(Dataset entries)
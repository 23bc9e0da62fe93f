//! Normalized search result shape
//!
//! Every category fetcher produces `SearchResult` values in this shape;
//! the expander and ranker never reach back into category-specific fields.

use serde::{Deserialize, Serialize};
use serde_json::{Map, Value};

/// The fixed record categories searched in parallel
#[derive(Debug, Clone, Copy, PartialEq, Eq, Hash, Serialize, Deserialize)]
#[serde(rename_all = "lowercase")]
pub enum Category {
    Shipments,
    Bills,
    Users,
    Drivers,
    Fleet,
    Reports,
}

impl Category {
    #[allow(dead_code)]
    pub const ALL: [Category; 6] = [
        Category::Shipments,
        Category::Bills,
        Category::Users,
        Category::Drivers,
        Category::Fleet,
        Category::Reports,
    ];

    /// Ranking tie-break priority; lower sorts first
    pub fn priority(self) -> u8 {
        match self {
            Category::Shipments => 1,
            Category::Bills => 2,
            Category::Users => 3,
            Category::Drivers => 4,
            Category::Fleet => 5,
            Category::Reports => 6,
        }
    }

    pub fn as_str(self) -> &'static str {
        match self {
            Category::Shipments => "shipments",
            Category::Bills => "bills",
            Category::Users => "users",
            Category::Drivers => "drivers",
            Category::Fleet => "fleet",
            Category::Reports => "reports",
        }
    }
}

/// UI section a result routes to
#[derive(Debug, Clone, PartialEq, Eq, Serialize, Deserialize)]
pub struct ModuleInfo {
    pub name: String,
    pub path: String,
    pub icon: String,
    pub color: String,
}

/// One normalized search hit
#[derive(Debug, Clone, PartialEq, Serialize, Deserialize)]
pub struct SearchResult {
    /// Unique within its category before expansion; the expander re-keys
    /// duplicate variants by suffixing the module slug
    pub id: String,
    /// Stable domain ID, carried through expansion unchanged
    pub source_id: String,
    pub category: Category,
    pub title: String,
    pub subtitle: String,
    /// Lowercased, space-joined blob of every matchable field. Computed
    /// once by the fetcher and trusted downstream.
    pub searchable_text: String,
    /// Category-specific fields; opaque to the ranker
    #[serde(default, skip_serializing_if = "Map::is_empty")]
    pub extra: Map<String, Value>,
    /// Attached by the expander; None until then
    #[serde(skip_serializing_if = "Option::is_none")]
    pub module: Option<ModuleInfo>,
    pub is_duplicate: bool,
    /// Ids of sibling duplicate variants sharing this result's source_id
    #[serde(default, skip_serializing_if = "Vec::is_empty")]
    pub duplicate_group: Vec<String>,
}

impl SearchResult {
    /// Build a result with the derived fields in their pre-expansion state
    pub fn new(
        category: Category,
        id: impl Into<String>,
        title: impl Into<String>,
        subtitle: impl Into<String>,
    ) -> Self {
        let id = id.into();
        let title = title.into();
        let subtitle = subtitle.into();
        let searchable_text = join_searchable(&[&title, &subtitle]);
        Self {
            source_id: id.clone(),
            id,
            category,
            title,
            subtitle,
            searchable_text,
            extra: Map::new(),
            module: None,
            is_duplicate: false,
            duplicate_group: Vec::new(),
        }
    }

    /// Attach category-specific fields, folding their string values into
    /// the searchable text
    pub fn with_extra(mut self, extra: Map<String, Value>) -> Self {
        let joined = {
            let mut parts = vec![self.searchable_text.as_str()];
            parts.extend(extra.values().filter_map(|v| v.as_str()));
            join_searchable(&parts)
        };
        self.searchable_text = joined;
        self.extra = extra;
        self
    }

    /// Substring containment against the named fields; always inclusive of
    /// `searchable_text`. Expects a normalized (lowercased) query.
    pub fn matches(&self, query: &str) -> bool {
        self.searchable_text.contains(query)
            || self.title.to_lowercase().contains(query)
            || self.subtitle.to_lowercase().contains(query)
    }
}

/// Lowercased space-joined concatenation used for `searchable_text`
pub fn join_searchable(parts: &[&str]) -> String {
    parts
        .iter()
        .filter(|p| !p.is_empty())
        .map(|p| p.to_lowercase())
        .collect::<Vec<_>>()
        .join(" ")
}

• PROBLEM DESCRIPTION: Each line containing the word "struct" needs to be copied from the data above.

• ANSWER BOX:
pub struct ModuleInfo {
pub struct SearchResult {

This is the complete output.